*Task requirements*:
In the records below, find the line that contains "let histogram_distance = self.histogram_distance()?;", then write out that line and each one after it exactly, up to and including the last.

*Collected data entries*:
::::::

//! Error taxonomy shared by every statistic in the crate.
//!
//! Fatal conditions surface as [`StatError`]. Degraded-precision conditions
//! (missing covariance, a tail fit with a single threshold, too few samples
//! for a histogram) are logged with `log::warn!` and never reach this type.

use thiserror::Error;

pub type Result<T> = std::result::Result<T, StatError>;

#[derive(Debug, Error)]
pub enum StatError {
    /// Co-registered fields do not share a shape.
    #[error("shape mismatch: expected {expected:?}, found {found:?}")]
    ShapeMismatch {
        expected: Vec<usize>,
        found: Vec<usize>,
    },
    #[error("insufficient data for {context}: need {needed}, found {found}")]
    InsufficientData {
        context: &'static str,
        needed: usize,
        found: usize,
    },
    #[error("non-finite input in {context}")]
    NonFiniteInput { context: &'static str },
    /// No hierarchical segmentation backend was compiled in or supplied.
    #[error("no hierarchical segmentation backend available (enable the `dendrogram` feature or pass a backend)")]
    MissingBackend,
    #[error("thresholds must be strictly ascending: index {index} has {current} after {previous}")]
    NonAscendingThresholds {
        index: usize,
        previous: f64,
        current: f64,
    },
    /// A normal-equation or damping system could not be solved.
    #[error("singular system in {context}")]
    SingularFit { context: &'static str },
    /// Every pixel sits at zero distance from the centre (single-pixel input).
    #[error("field has no non-zero radial distance")]
    DegenerateField,
    #[error("invalid parameter `{name}`: {reason}")]
    InvalidParameter { name: &'static str, reason: String },
    #[error("{what} has not been computed yet")]
    NotComputed { what: &'static str },
    #[error("i/o error: {0}")]
    Io(String),
    #[error("serialization error: {0}")]
    Serialization(String),
}

impl StatError {
    pub(crate) fn invalid(name: &'static str, reason: impl Into<String>) -> Self {
        StatError::InvalidParameter {
            name,
            reason: reason.into(),
        }
    }
}

impl From<std::io::Error> for StatError {
    fn from(err: std::io::Error) -> Self {
        StatError::Io(err.to_string())
    }
}

impl From<serde_json::Error> for StatError {
    fn from(err: serde_json::Error) -> Self {
        StatError::Serialization(err.to_string())
    }
}
//! Distances between the dendrogram statistics of two fields.
use log::debug;
use serde::{Deserialize, Serialize};

use super::powerlaw::{slope_t_statistic, PowerLawStatistic};
use crate::error::{Result, StatError};
use crate::hierarchy::{
    common_histogram_bins, ecdf, hellinger, histogram_on_edges, standardize, HierarchyStats,
};

/// Number of histogram bins per level.
#[derive(Clone, Copy, Debug, Default, PartialEq, Eq, Serialize, Deserialize)]
#[serde(rename_all = "snake_case")]
pub enum HistogramBins {
    /// `floor(sqrt((n1 + n2) / 2))` from the two feature counts.
    #[default]
    Best,
    Fixed(usize),
}

/// Padded, normalised histograms of both datasets at every compared level.
#[derive(Clone, Debug, Serialize, Deserialize)]
#[serde(rename_all = "camelCase")]
pub struct HistogramComparison {
    pub nbins: Vec<usize>,
    pub bins: Vec<Vec<f64>>,
    pub histograms1: Vec<Vec<f64>>,
    pub histograms2: Vec<Vec<f64>>,
    pub ecdf1: Vec<Vec<f64>>,
    pub ecdf2: Vec<Vec<f64>>,
    pub distance: f64,
}

#[derive(Clone, Copy, Debug, PartialEq, Serialize, Deserialize)]
#[serde(rename_all = "camelCase")]
pub struct HierarchyDistanceReport {
    pub histogram_distance: f64,
    pub numfeature_distance: f64,
    /// Last level index compared (inclusive).
    pub cutoff: usize,
}

/// Compares two computed [`HierarchyStats`] without copying them.
#[derive(Debug)]
pub struct HierarchyDistance<'a> {
    first: &'a HierarchyStats,
    second: &'a HierarchyStats,
    nbins: HistogramBins,
    cutoff: usize,
    histograms: Option<HistogramComparison>,
}

impl<'a> HierarchyDistance<'a> {
    /// `cutoff` is the last level where both datasets still have more than
    /// `min_features` structures; the levels before it take part in the
    /// histogram distance.
    pub fn new(
        first: &'a HierarchyStats,
        second: &'a HierarchyStats,
        nbins: HistogramBins,
        min_features: usize,
    ) -> Result<Self> {
        let last_above = |stats: &HierarchyStats| -> Result<usize> {
            stats
                .levels()?
                .iter()
                .rposition(|l| l.feature_count > min_features)
                .ok_or_else(|| {
                    StatError::invalid(
                        "min_features",
                        format!(
                            "no threshold keeps more than {min_features} features; lower min_features or change the thresholds"
                        ),
                    )
                })
        };
        let cutoff = last_above(first)?.min(last_above(second)?);
        if let HistogramBins::Fixed(0) = nbins {
            return Err(StatError::invalid("nbins", "must be at least 1"));
        }
        debug!("hierarchy distance: comparing levels 0..{cutoff}");
        Ok(Self {
            first,
            second,
            nbins,
            cutoff,
            histograms: None,
        })
    }

    pub fn cutoff(&self) -> usize {
        self.cutoff
    }

    pub fn histograms(&self) -> Option<&HistogramComparison> {
        self.histograms.as_ref()
    }

    /// t-statistic between the two tail slopes.
    pub fn numfeature_distance(&self) -> Result<f64> {
        let a = self.first.power_law_fit()?;
        let b = self.second.power_law_fit()?;
        Ok(slope_t_statistic(a.slope(), a.slope_err(), b.slope(), b.slope_err()))
    }

    /// Mean Hellinger distance between standardised peak-value histograms.
    pub fn histogram_distance(&mut self) -> Result<f64> {
        if self.cutoff == 0 {
            return Err(StatError::InsufficientData {
                context: "histogram distance levels",
                needed: 1,
                found: 0,
            });
        }
        let levels1 = &self.first.levels()?[..self.cutoff];
        let levels2 = &self.second.levels()?[..self.cutoff];

        let nbins: Vec<usize> = levels1
            .iter()
            .zip(levels2)
            .map(|(l1, l2)| match self.nbins {
                HistogramBins::Best => {
                    let mean = (l1.feature_count + l2.feature_count) as f64 / 2.0;
                    (mean.sqrt().floor() as usize).max(1)
                }
                HistogramBins::Fixed(n) => n,
            })
            .collect();
        let width = nbins.iter().copied().max().unwrap_or(1);

        let mut bins = Vec::with_capacity(nbins.len());
        let mut hists1 = Vec::with_capacity(nbins.len());
        let mut hists2 = Vec::with_capacity(nbins.len());
        for ((l1, l2), &nbin) in levels1.iter().zip(levels2).zip(&nbins) {
            let z1 = standardize(&l1.peak_values);
            let z2 = standardize(&l2.peak_values);
            let edges = common_histogram_bins(&z1, &z2, nbin);
            hists1.push(padded_density(&z1, &edges, width));
            hists2.push(padded_density(&z2, &edges, width));
            bins.push(edges);
        }

        let per_level: Vec<f64> = hists1
            .iter()
            .zip(&hists2)
            .map(|(p, q)| hellinger(p, q))
            .collect();
        let distance = per_level.iter().sum::<f64>() / per_level.len() as f64;
        debug!("histogram distance over {} levels: {distance:.4}", per_level.len());

        let comparison = HistogramComparison {
            ecdf1: hists1.iter().map(|h| ecdf(h)).collect(),
            ecdf2: hists2.iter().map(|h| ecdf(h)).collect(),
            nbins,
            bins,
            histograms1: hists1,
            histograms2: hists2,
            distance,
        };
        Ok(self.histograms.insert(comparison).distance)
    }

    /// Both distances.
    pub fn distance_metric(&mut self) -> Result<HierarchyDistanceReport> {
        let histogram_distance = self.histogram_distance()?;
        let numfeature_distance = self.numfeature_distance()?;
        Ok(HierarchyDistanceReport {
            histogram_distance,
            numfeature_distance,
            cutoff: self.cutoff,
        })
    }
}

/// Density histogram padded with NaN to `width` bins and renormalised to
/// unit sum.
fn padded_density(values: &[f64], edges: &[f64], width: usize) -> Vec<f64> {
    let mut hist = histogram_on_edges(values, edges, true);
    hist.resize(width, f64::NAN);
    let total: f64 = hist.iter().filter(|v| !v.is_nan()).sum();
    if total > 0.0 {
        for v in hist.iter_mut() {
            *v /= total;
        }
    }
    hist
}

::::::

*Exercise response*:
        let histogram_distance = self.histogram_distance()?;
        let numfeature_distance = self.numfeature_distance()?;
        Ok(HierarchyDistanceReport {
            histogram_distance,
            numfeature_distance,
            cutoff: self.cutoff,
        })
    }
}

/// Density histogram padded with NaN to `width` bins and renormalised to
/// unit sum.
fn padded_density(values: &[f64], edges: &[f64], width: usize) -> Vec<f64> {
    let mut hist = histogram_on_edges(values, edges, true);
    hist.resize(width, f64::NAN);
    let total: f64 = hist.iter().filter(|v| !v.is_nan()).sum();
    if total > 0.0 {
        for v in hist.iter_mut() {
            *v /= total;
        }
    }
    hist
}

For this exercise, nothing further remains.